A number of discrimination was carried after those events at the US borders towards suspicious looking citizens with valid documentations. This is quite a set back from the UN principles of fair treatment and human rights. Within the EU, citizens are protected with a directive restricting the “special categories of data” such as ethnic background, political views, health condition, sexual orientation or religious beliefs. This protection of privacy is aimed with the purpose to limit collection of data that may be used to carry any kind of discrimination. In the US, the rights protected under the First Amendment (free speech, religion, free press, assembly, and petitioning the government) are at stake regarding privacy. Nevertheless, the only protection assured is to limit agencies to reach to individuals by the use of private data. There is no real way to prevent discrimination with the amount of information that is known by agencies or companies.

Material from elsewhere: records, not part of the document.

impl ChartSession {
    pub fn new(config: SessionConfig) -> Self {
        info!(
            max_candles = config.buffer.max_len,
            history_limit = config.history_limit,
            "Chart session created"
        );
        Self {
            buffer: CandleStreamBuffer::new(config.buffer),
            preferences: IndicatorPreferences::new(),
            selection: None,
            generation: 0,
            history_limit: config.history_limit,
            status: SessionStatus::Idle,
            status_version: 0,
            frame: ChartFrame::default(),
            stamp: None,
            recomputes: 0,
        }
    }

    pub fn with_defaults() -> Self {
        Self::new(SessionConfig::default())
    }

    /// Start from previously loaded preferences.
    pub fn with_preferences(mut self, preferences: IndicatorPreferences) -> Self {
        self.preferences = preferences;
        self.stamp = None;
        self
    }

    fn set_status(&mut self, status: SessionStatus) {
        if self.status != status {
            self.status = status;
            self.status_version += 1;
        }
    }

    fn issue_ticket(&mut self, instrument: InstrumentId, interval: Interval) -> FetchTicket {
        self.generation += 1;
        self.set_status(SessionStatus::Loading);
        FetchTicket {
            generation: self.generation,
            query: HistoryQuery::new(instrument, interval).with_limit(self.history_limit),
        }
    }

    /// Change the selection. Returns the history fetch to issue for it.
    pub fn select(&mut self, instrument: InstrumentId, interval: Interval) -> FetchTicket {
        info!(instrument = %instrument, interval = %interval, "Chart selection changed");
        self.selection = Some((instrument.clone(), interval));
        self.issue_ticket(instrument, interval)
    }

    /// Re-fetch history for the current selection.
    pub fn begin_refresh(&mut self) -> Option<FetchTicket> {
        let (instrument, interval) = self.selection.clone()?;
        debug!(instrument = %instrument, interval = %interval, "Refreshing chart history");
        Some(self.issue_ticket(instrument, interval))
    }

    /// Apply the result of a historical fetch.
    pub fn complete_fetch(
        &mut self,
        ticket: FetchTicket,
        result: Result<Vec<RawCandle>, FeedError>,
    ) -> FetchOutcome {
        if ticket.generation != self.generation {
            warn!(
                instrument = %ticket.query.instrument,
                ticket = ticket.generation,
                current = self.generation,
                "Discarding stale history fetch"
            );
            return FetchOutcome::Stale;
        }

        let query = ticket.query;
        match result {
            Ok(raw) => {
                let candles = sanitizer::sanitize(&raw, query.interval, Utc::now().timestamp());
                let len = self.buffer.seed(&query.instrument, query.interval, candles);
                self.set_status(SessionStatus::Ready);
                FetchOutcome::Seeded { len }
            }
            Err(err) => {
                warn!(
                    instrument = %query.instrument,
                    interval = %query.interval,
                    error = %err,
                    kind = err.kind(),
                    "History fetch failed; keeping last good candles"
                );
                self.set_status(SessionStatus::Error(err.to_string()));
                FetchOutcome::Failed
            }
        }
    }

    /// Merge one live tick into the selected series.
    pub fn on_tick(&mut self, raw: &RawCandle) -> TickOutcome {
        let Some((instrument, interval)) = &self.selection else {
            return TickOutcome::NoSelection;
        };
        if raw.instrument_id.as_ref().is_some_and(|id| id != instrument) {
            return TickOutcome::OtherInstrument;
        }
        match sanitizer::normalize(raw, *interval, Utc::now().timestamp()) {
            Ok(candle) => TickOutcome::Merged(self.buffer.merge(instrument, *interval, candle)),
            Err(reason) => {
                debug!(?reason, instrument = %instrument, "Dropping malformed tick");
                TickOutcome::Dropped(reason)
            }
        }
    }

    /// Flip an indicator for the selected instrument.
    pub fn toggle_indicator(&mut self, kind: IndicatorKind) -> Option<bool> {
        let (instrument, _) = self.selection.as_ref()?;
        Some(self.preferences.toggle(instrument, kind))
    }

    pub fn set_indicator_enabled(&mut self, kind: IndicatorKind, enabled: bool) -> bool {
        match &self.selection {
            Some((instrument, _)) => {
                self.preferences.set_enabled(instrument, kind, enabled);
                true
            }
            None => false,
        }
    }

    /// Merge settings for an indicator of the selected instrument.
    ///
    /// `Ok(false)` when nothing is selected; invalid settings are rejected
    /// and leave the preferences untouched.
    pub fn update_settings(
        &mut self,
        kind: IndicatorKind,
        partial: &IndicatorSettings,
    ) -> Result<bool, PreferencesError> {
        match &self.selection {
            Some((instrument, _)) => {
                self.preferences.update_settings(instrument, kind, partial)?;
                Ok(true)
            }
            None => Ok(false),
        }
    }

    /// Renderer has re-fitted the view after a seed.
    ///
    /// Bumps the frame revision when the flag was set so subscribers see it
    /// clear.
    pub fn acknowledge_auto_fit(&mut self) {
        if let Some((instrument, interval)) = &self.selection {
            self.buffer.acknowledge_auto_fit(instrument, *interval);
        }
        if self.frame.needs_auto_fit {
            self.frame.needs_auto_fit = false;
            self.frame.revision += 1;
        }
    }

    fn current_stamp(&self) -> FrameStamp {
        let buffer_version = self
            .selection
            .as_ref()
            .map(|(instrument, interval)| self.buffer.version(instrument, *interval))
            .unwrap_or(0);
        FrameStamp {
            selection: self.selection.clone(),
            buffer_version,
            preferences_version: self.preferences.version(),
            status_version: self.status_version,
        }
    }

    /// Current derived view, recomputed only if its inputs changed.
    pub fn frame(&mut self) -> &ChartFrame {
        let stamp = self.current_stamp();
        if self.stamp.as_ref() != Some(&stamp) {
            self.recompute();
            self.stamp = Some(stamp);
        }
        &self.frame
    }

    fn recompute(&mut self) {
        let revision = self.frame.revision + 1;
        let mut frame = ChartFrame {
            status: self.status.clone(),
            revision,
            ..ChartFrame::default()
        };

        if let Some((instrument, interval)) = &self.selection {
            frame.instrument = Some(instrument.clone());
            frame.interval = *interval;

            if let Some(series) = self.buffer.series(instrument, *interval) {
                frame.candles = sanitizer::sanitize_candles(series.iter(), Utc::now().timestamp());
                frame.needs_auto_fit = series.needs_auto_fit();
            }
            frame.volume = sanitizer::volume_bars(&frame.candles);

            let settings = self.preferences.get(instrument);
            for kind in settings.enabled_kinds() {
                let result = indicators::compute(kind, settings.get(kind), &frame.candles);
                frame.warnings.extend(result.warnings.iter().cloned());
                frame.indicators.insert(kind, result);
            }
            frame.layout = layout::allocate(settings.active_oscillators());
        }

        self.recomputes += 1;
        debug!(
            candles = frame.candles.len(),
            indicators = frame.indicators.len(),
            warnings = frame.warnings.len(),
            revision,
            "Chart frame recomputed"
        );
        self.frame = frame;
    }

    pub fn selection(&self) -> Option<&(InstrumentId, Interval)> {
        self.selection.as_ref()
    }

    pub fn status(&self) -> &SessionStatus {
        &self.status
    }

    pub fn generation(&self) -> u64 {
        self.generation
    }

    pub fn buffer(&self) -> &CandleStreamBuffer {
        &self.buffer
    }

    pub fn preferences(&self) -> &IndicatorPreferences {
        &self.preferences
    }

    /// Number of frame recomputations so far.
    pub fn recompute_count(&self) -> u64 {
        self.recomputes
    }
}
//! Error taxonomy for the chart feed
//!
//! Nothing here is fatal to the application: every variant degrades to
//! "stale or missing data" at the call site.

use thiserror::Error;
use types::errors::ParseError;

/// Errors surfaced by market-data fetches and configuration.
#[derive(Debug, Error)]
pub enum FeedError {
    #[error("http transport error: {0}")]
    Http(#[from] reqwest::Error),

    #[error("failed to decode response: {0}")]
    Decode(#[from] serde_json::Error),

    #[error("api error {status}: {message}")]
    Api { status: u16, message: String },

    #[error("parse error: {0}")]
    Parse(#[from] ParseError),

    #[error("invalid configuration: {0}")]
    Config(String),
}

impl FeedError {
    /// Short label for structured logs.
    pub fn kind(&self) -> &'static str {
        match self {
            FeedError::Http(_) => "http",
            FeedError::Decode(_) => "decode",
            FeedError::Api { .. } => "api",
            FeedError::Parse(_) => "parse",
            FeedError::Config(_) => "config",
        }
    }
}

Under the radar of digital surveillance, are we all equal?
“Digital epidermalization is the exercise of power cast by the disembodied gaze of certain surveillance technologies (for example, identity card and e-passport verification machines) that can be employed to do the work of alienating the subject by producing a ‘truth’ about the body and one’s identity (or identities) despite the subject’s claims.” Simone Browne, 2010
Simone Browne showed that in practice our digital identity is not really helping to identify us. It does quite the opposite because our features and information about our appearance are not tangible proof to who we are. In reality, your appearance might be suspicious and hard to prove your digital self when you don’t match authorities expectations. Browne described how a Canadian citizen was sent back to India because the authorities at the airport judged her appearance suspicious to carry a valid Canadian passport.
Research points out the role of the strong history and culture representation of Caucasian origins as the hero and the founder fathers of democracy, which exclude the other race in a way. The rise of nationalist and extreme parties for both is another reminder of race bias and discrimination intended towards the suspicious “others” who are not white. Technology can be a wonderful tool to help humans manage humans fairly, are we ever going to head towards a more equal approach?